___ DATA TO EXAMINE ___

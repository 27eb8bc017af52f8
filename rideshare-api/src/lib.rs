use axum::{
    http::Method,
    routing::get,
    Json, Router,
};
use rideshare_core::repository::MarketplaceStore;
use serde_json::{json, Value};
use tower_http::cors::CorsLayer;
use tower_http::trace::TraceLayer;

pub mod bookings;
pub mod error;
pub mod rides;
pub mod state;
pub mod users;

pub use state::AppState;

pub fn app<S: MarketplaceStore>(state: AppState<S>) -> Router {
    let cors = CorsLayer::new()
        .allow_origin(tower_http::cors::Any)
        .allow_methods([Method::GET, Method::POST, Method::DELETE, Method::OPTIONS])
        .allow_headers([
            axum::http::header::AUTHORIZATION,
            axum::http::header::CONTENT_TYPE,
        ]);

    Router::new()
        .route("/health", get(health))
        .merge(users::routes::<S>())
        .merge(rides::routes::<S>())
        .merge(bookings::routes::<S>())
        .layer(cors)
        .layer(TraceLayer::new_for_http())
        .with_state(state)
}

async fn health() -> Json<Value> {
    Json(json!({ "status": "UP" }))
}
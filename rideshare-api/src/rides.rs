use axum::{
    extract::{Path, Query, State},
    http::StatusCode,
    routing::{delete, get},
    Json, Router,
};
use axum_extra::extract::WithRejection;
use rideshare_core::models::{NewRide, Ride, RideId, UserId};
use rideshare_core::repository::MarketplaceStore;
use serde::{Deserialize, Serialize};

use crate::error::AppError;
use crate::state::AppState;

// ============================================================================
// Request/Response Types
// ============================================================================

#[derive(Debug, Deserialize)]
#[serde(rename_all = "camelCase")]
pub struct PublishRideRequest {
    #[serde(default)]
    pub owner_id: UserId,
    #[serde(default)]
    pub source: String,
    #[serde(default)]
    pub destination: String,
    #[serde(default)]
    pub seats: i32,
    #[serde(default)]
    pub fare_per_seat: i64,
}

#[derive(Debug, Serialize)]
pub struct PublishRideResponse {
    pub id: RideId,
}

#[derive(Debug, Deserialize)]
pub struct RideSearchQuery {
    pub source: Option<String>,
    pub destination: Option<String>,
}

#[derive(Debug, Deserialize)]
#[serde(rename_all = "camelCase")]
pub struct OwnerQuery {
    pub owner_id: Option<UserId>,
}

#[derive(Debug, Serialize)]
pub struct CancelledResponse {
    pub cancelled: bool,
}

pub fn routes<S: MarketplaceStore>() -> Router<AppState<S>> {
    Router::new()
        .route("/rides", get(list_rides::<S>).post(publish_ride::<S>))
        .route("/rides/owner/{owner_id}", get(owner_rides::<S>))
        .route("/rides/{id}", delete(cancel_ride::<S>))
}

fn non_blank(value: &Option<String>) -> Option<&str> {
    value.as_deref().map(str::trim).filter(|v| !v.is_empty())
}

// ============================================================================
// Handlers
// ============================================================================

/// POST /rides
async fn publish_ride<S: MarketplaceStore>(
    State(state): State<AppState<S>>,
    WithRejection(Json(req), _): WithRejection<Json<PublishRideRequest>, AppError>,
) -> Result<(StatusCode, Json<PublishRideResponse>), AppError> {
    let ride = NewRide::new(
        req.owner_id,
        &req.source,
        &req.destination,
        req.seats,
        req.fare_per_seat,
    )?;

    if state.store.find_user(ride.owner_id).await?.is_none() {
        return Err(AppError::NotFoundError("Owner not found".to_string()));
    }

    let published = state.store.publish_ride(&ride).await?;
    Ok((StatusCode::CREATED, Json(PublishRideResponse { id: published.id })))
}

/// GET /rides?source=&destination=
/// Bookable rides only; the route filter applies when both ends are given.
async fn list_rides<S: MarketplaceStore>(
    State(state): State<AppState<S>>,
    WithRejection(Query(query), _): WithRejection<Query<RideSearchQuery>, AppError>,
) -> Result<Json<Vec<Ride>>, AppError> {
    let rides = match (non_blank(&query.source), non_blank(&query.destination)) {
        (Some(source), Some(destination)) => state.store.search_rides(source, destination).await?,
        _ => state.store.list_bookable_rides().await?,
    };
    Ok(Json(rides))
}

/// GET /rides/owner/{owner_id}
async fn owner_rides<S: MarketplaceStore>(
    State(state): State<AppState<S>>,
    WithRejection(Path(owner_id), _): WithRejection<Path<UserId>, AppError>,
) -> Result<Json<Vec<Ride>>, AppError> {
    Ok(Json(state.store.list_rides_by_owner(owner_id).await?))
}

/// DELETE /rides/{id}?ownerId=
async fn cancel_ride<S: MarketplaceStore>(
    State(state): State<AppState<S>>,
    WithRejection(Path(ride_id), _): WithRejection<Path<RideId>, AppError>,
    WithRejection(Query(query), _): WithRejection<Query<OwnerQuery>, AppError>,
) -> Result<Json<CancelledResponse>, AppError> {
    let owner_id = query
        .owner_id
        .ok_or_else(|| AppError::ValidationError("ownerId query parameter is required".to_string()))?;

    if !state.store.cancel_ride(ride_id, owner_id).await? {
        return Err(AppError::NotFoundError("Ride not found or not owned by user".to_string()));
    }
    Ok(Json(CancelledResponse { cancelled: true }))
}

___

## WHAT YOU NEED TO DO
Copy out every record again, letter for letter.

## REPLY TO THE EXERCISE
repository 27eb8bc017af52f8
filename rideshare-api/src/lib.rs
use axum::{
    http::Method,
    routing::get,
    Json, Router,
};
use rideshare_core::repository::MarketplaceStore;
use serde_json::{json, Value};
use tower_http::cors::CorsLayer;
use tower_http::trace::TraceLayer;

pub mod bookings;
pub mod error;
pub mod rides;
pub mod state;
pub mod users;

pub use state::AppState;

pub fn app<S: MarketplaceStore>(state: AppState<S>) -> Router {
    let cors = CorsLayer::new()
        .allow_origin(tower_http::cors::Any)
        .allow_methods([Method::GET, Method::POST, Method::DELETE, Method::OPTIONS])
        .allow_headers([
            axum::http::header::AUTHORIZATION,
            axum::http::header::CONTENT_TYPE,
        ]);

    Router::new()
        .route("/health", get(health))
        .merge(users::routes::<S>())
        .merge(rides::routes::<S>())
        .merge(bookings::routes::<S>())
        .layer(cors)
        .layer(TraceLayer::new_for_http())
        .with_state(state)
}

async fn health() -> Json<Value> {
    Json(json!({ "status": "UP" }))
}
filename rideshare-api/src/rides.rs
use axum::{
    extract::{Path, Query, State},
    http::StatusCode,
    routing::{delete, get},
    Json, Router,
};
use axum_extra::extract::WithRejection;
use rideshare_core::models::{NewRide, Ride, RideId, UserId};
use rideshare_core::repository::MarketplaceStore;
use serde::{Deserialize, Serialize};

use crate::error::AppError;
use crate::state::AppState;

// ============================================================================
// Request/Response Types
// ============================================================================

#[derive(Debug, Deserialize)]
#[serde(rename_all = "camelCase")]
pub struct PublishRideRequest {
    #[serde(default)]
    pub owner_id: UserId,
    #[serde(default)]
    pub source: String,
    #[serde(default)]
    pub destination: String,
    #[serde(default)]
    pub seats: i32,
    #[serde(default)]
    pub fare_per_seat: i64,
}

#[derive(Debug, Serialize)]
pub struct PublishRideResponse {
    pub id: RideId,
}

#[derive(Debug, Deserialize)]
pub struct RideSearchQuery {
    pub source: Option<String>,
    pub destination: Option<String>,
}

#[derive(Debug, Deserialize)]
#[serde(rename_all = "camelCase")]
pub struct OwnerQuery {
    pub owner_id: Option<UserId>,
}

#[derive(Debug, Serialize)]
pub struct CancelledResponse {
    pub cancelled: bool,
}

pub fn routes<S: MarketplaceStore>() -> Router<AppState<S>> {
    Router::new()
        .route("/rides", get(list_rides::<S>).post(publish_ride::<S>))
        .route("/rides/owner/{owner_id}", get(owner_rides::<S>))
        .route("/rides/{id}", delete(cancel_ride::<S>))
}

fn non_blank(value: &Option<String>) -> Option<&str> {
    value.as_deref().map(str::trim).filter(|v| !v.is_empty())
}

// ============================================================================
// Handlers
// ============================================================================

/// POST /rides
async fn publish_ride<S: MarketplaceStore>(
    State(state): State<AppState<S>>,
    WithRejection(Json(req), _): WithRejection<Json<PublishRideRequest>, AppError>,
) -> Result<(StatusCode, Json<PublishRideResponse>), AppError> {
    let ride = NewRide::new(
        req.owner_id,
        &req.source,
        &req.destination,
        req.seats,
        req.fare_per_seat,
    )?;

    if state.store.find_user(ride.owner_id).await?.is_none() {
        return Err(AppError::NotFoundError("Owner not found".to_string()));
    }

    let published = state.store.publish_ride(&ride).await?;
    Ok((StatusCode::CREATED, Json(PublishRideResponse { id: published.id })))
}

/// GET /rides?source=&destination=
/// Bookable rides only; the route filter applies when both ends are given.
async fn list_rides<S: MarketplaceStore>(
    State(state): State<AppState<S>>,
    WithRejection(Query(query), _): WithRejection<Query<RideSearchQuery>, AppError>,
) -> Result<Json<Vec<Ride>>, AppError> {
    let rides = match (non_blank(&query.source), non_blank(&query.destination)) {
        (Some(source), Some(destination)) => state.store.search_rides(source, destination).await?,
        _ => state.store.list_bookable_rides().await?,
    };
    Ok(Json(rides))
}

/// GET /rides/owner/{owner_id}
async fn owner_rides<S: MarketplaceStore>(
    State(state): State<AppState<S>>,
    WithRejection(Path(owner_id), _): WithRejection<Path<UserId>, AppError>,
) -> Result<Json<Vec<Ride>>, AppError> {
    Ok(Json(state.store.list_rides_by_owner(owner_id).await?))
}

/// DELETE /rides/{id}?ownerId=
async fn cancel_ride<S: MarketplaceStore>(
    State(state): State<AppState<S>>,
    WithRejection(Path(ride_id), _): WithRejection<Path<RideId>, AppError>,
    WithRejection(Query(query), _): WithRejection<Query<OwnerQuery>, AppError>,
) -> Result<Json<CancelledResponse>, AppError> {
    let owner_id = query
        .owner_id
        .ok_or_else(|| AppError::ValidationError("ownerId query parameter is required".to_string()))?;

    if !state.store.cancel_ride(ride_id, owner_id).await? {
        return Err(AppError::NotFoundError("Ride not found or not owned by user".to_string()));
    }
    Ok(Json(CancelledResponse { cancelled: true }))
}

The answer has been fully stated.